Task details: Would you count how many lines of the entries below include the word "required"? Give nothing but the number.

Records supplied:
//! Tool orchestration for parsed agent responses.
//!
//! The agent requests work with LPML tags. This module decides what each tag
//! means and runs it:
//!
//! - [`ExecutionPlan`] - Classifies top-level elements into immediate tools
//!   and at most one interrupt, and puts `edit_file` calls in a safe order
//! - [`ToolExecutor`] - Runs a plan against a [`VirtualFs`](crate::VirtualFs)
//! - [`RenderSurface`] - The externally owned preview the `preview` and
//!   `take_screenshot` tools talk to
//!
//! # Tag vocabulary
//!
//! ```text
//! create_file      path                         body: file content
//! edit_file        path start end mode          body: new lines
//! delete_file      path
//! move_file        path new_path
//! read_file        path [start] [end] [line_numbers]
//! list_files
//! preview
//! take_screenshot
//! ask / finish                                  body: question / summary
//! thinking / plan / report                      ignored
//! ```

mod error;
mod executor;
mod plan;
mod result;
mod surface;

pub use error::ToolError;
pub use executor::{Execution, ToolExecutor};
pub use plan::{
    ExecutionPlan, Interrupt, InterruptKind, InterruptPrecedence, Invocation, TagClass, ToolKind,
    classify,
};
pub use result::{ToolResult, ToolStatus};
pub use surface::{
    CaptureMessage, CaptureOutcome, CaptureReply, CaptureRequest, RenderSurface, SurfaceError,
    decode_image,
};
//! Per-tool failures.

use thiserror::Error;

use super::surface::SurfaceError;
use crate::vfs::FsError;

/// Why a single tool invocation failed.
///
/// These never escape [`ToolExecutor::execute`](super::ToolExecutor::execute);
/// each one becomes an error [`ToolResult`](super::ToolResult).
#[derive(Debug, Error)]
pub enum ToolError {
    /// File store rejected the operation
    #[error(transparent)]
    Fs(#[from] FsError),
    /// Preview or screenshot failed
    #[error(transparent)]
    Surface(#[from] SurfaceError),
    /// A required attribute was not given
    #[error("missing required attribute `{0}`")]
    MissingAttribute(&'static str),
    /// A line-number attribute is not a non-negative integer
    #[error("invalid `{name}` value {value:?}: expected a line number")]
    InvalidLineNumber {
        /// Attribute name
        name: &'static str,
        /// Value as written
        value: String,
    },
}
//! Virtual filesystem for project files.
//!
//! This module provides:
//! - [`VirtualFs`] - In-memory path → content store with line-oriented edits
//! - [`EditMode`] - The three line-edit modes (`replace`, `insert_after`, `delete`)
//! - [`ChangeEvent`] - What listeners are told after each mutation
//!
//! Paths are plain keys: exact, case-sensitive, forward-slash separated, with
//! no normalization. There are no directories; a project is a flat map.

mod edit;
mod store;

pub use edit::{EditMode, MAX_PADDING};
pub use store::{ChangeEvent, FsError, ListenerId, VirtualFs};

Expected answer: 2